Publié le 3 juin 2025

Dix ans après le scandale du Dieselgate, la justice vient de condamner quatre des anciens dirigeants de Volkswagen à des peines de prison. Selon une nouvelle étude, cette fraude massive aurait provoqué la mort de 16 000 personnes en France. Malgré cette sombre page de son histoire, le groupe tente de relever la tête en pariant sur le véhicule électrique.
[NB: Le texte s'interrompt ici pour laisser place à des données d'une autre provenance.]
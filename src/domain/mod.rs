//! Core domain models for tierup
//!
//! This module contains the fundamental types used throughout the application:
//! - Version strings and lookup outcomes
//! - Dependency edges and the update plan

mod plan;
mod version;

pub use plan::{ChangeKind, DependencyEdge, PlanEntry, SkippedEdge, UpdatePlan};
pub use version::{Lookup, Version};
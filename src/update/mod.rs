//! Update judgment for dependency pins
//!
//! This module provides:
//! - The skew detector that decides whether a pin needs updating
//! - The planner that runs it over every edge of the registry

mod planner;

pub use planner::{PlanReport, UpdatePlanner};

use crate::domain::{Lookup, Version};

/// Outcome of judging one dependency edge
#[derive(Debug, Clone, PartialEq, Eq)]
pub enum Decision {
    /// The pin differs from the latest release
    Update,
    /// Nothing to do
    UpToDate,
    /// One side of the edge could not be resolved
    Undecidable(String),
}

/// Decides whether `current` must move to `latest`.
///
/// - pseudo → tagged: always an update
/// - pseudo → pseudo: never an update (pseudo-versions are not compared)
/// - tagged: an update iff the versions differ once a leading `v` is stripped.
///   This is an equality test, not an ordering, so an older "latest" still
///   counts as an update.
pub fn needs_update(current: &Version, latest: &Version) -> bool {
    if current.is_pseudo() {
        return latest.is_tagged();
    }
    current.stripped() != latest.stripped()
}

/// Judges an edge from its two lookups
pub fn decide(current: &Lookup, latest: &Lookup) -> Decision {
    match (current, latest) {
        (Lookup::Resolved(current), Lookup::Resolved(latest)) => {
            if needs_update(current, latest) {
                Decision::Update
            } else {
                Decision::UpToDate
            }
        }
        (Lookup::Resolved(_), unresolved) => Decision::Undecidable(format!(
            "latest version unknown: {}",
            unresolved.reason().unwrap_or_default()
        )),
        (unresolved, _) => Decision::Undecidable(format!(
            "current version unknown: {}",
            unresolved.reason().unwrap_or_default()
        )),
    }
}

#[cfg(test)]
mod tests {
    use super::*;

    fn check(current: &str, latest: &str) -> bool {
        needs_update(&Version::new(current), &Version::new(latest))
    }

    #[test]
    fn test_pseudo_to_tagged_needs_update() {
        assert!(check("v0.0.0-20251224004709-1f8c1de230b4", "v1.0.0"));
        assert!(check("v0.0.0-20240101-abc", "v0.0.0"));
    }

    #[test]
    fn test_pseudo_to_pseudo_never_updates() {
        assert!(!check(
            "v0.0.0-20240101000000-aaaa",
            "v0.0.0-20250101000000-bbbb"
        ));
    }

    #[test]
    fn test_tagged_equality() {
        assert!(!check("v1.2.3", "v1.2.3"));
        assert!(!check("v1.2.3", "1.2.3"));
        assert!(!check("1.2.3", "v1.2.3"));
    }

    #[test]
    fn test_tagged_inequality_ignores_direction() {
        assert!(check("v1.2.3", "v1.2.4"));
        assert!(check("v2.0.0", "v1.9.0"));
    }

    #[test]
    fn test_tagged_to_pseudo_is_an_update() {
        assert!(check("v1.0.0", "v1.0.1-0.20250101000000-abcdef"));
    }

    #[test]
    fn test_decide_resolved() {
        let current = Lookup::Resolved(Version::new("v1.0.0"));
        assert_eq!(
            decide(&current, &Lookup::Resolved(Version::new("v1.1.0"))),
            Decision::Update
        );
        assert_eq!(
            decide(&current, &Lookup::Resolved(Version::new("1.0.0"))),
            Decision::UpToDate
        );
    }

    #[test]
    fn test_decide_absent_short_circuits() {
        let resolved = Lookup::Resolved(Version::new("v1.0.0"));
        let missing = Lookup::NotConfigured("no releases".into());
        let offline = Lookup::Unreachable("timeout".into());

        assert!(matches!(
            decide(&resolved, &missing),
            Decision::Undecidable(reason) if reason.contains("no releases")
        ));
        assert!(matches!(
            decide(&offline, &resolved),
            Decision::Undecidable(reason) if reason.contains("timeout")
        ));
        assert!(matches!(decide(&missing, &offline), Decision::Undecidable(_)));
    }
}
Dix ans après les révélations du “Dieselgate” sur l’utilisation de logiciels frauduleux pour minorer les émissions polluantes par le constructeur Volkswagen, et après quatre ans d’un procès fleuve, la justice allemande a condamné quatre de ses anciens dirigeants à des peines allant jusqu’à quatre années et demi de prison. Ils étaient poursuivis pour “fraude en bande organisée” après que Volkswagen a reconnu en 2015 avoir manipulé 11 millions de véhicules diesel pour tromper les tests antipollution, avec des émissions dépassant parfois jusqu’à 40 fois les normes autorisées.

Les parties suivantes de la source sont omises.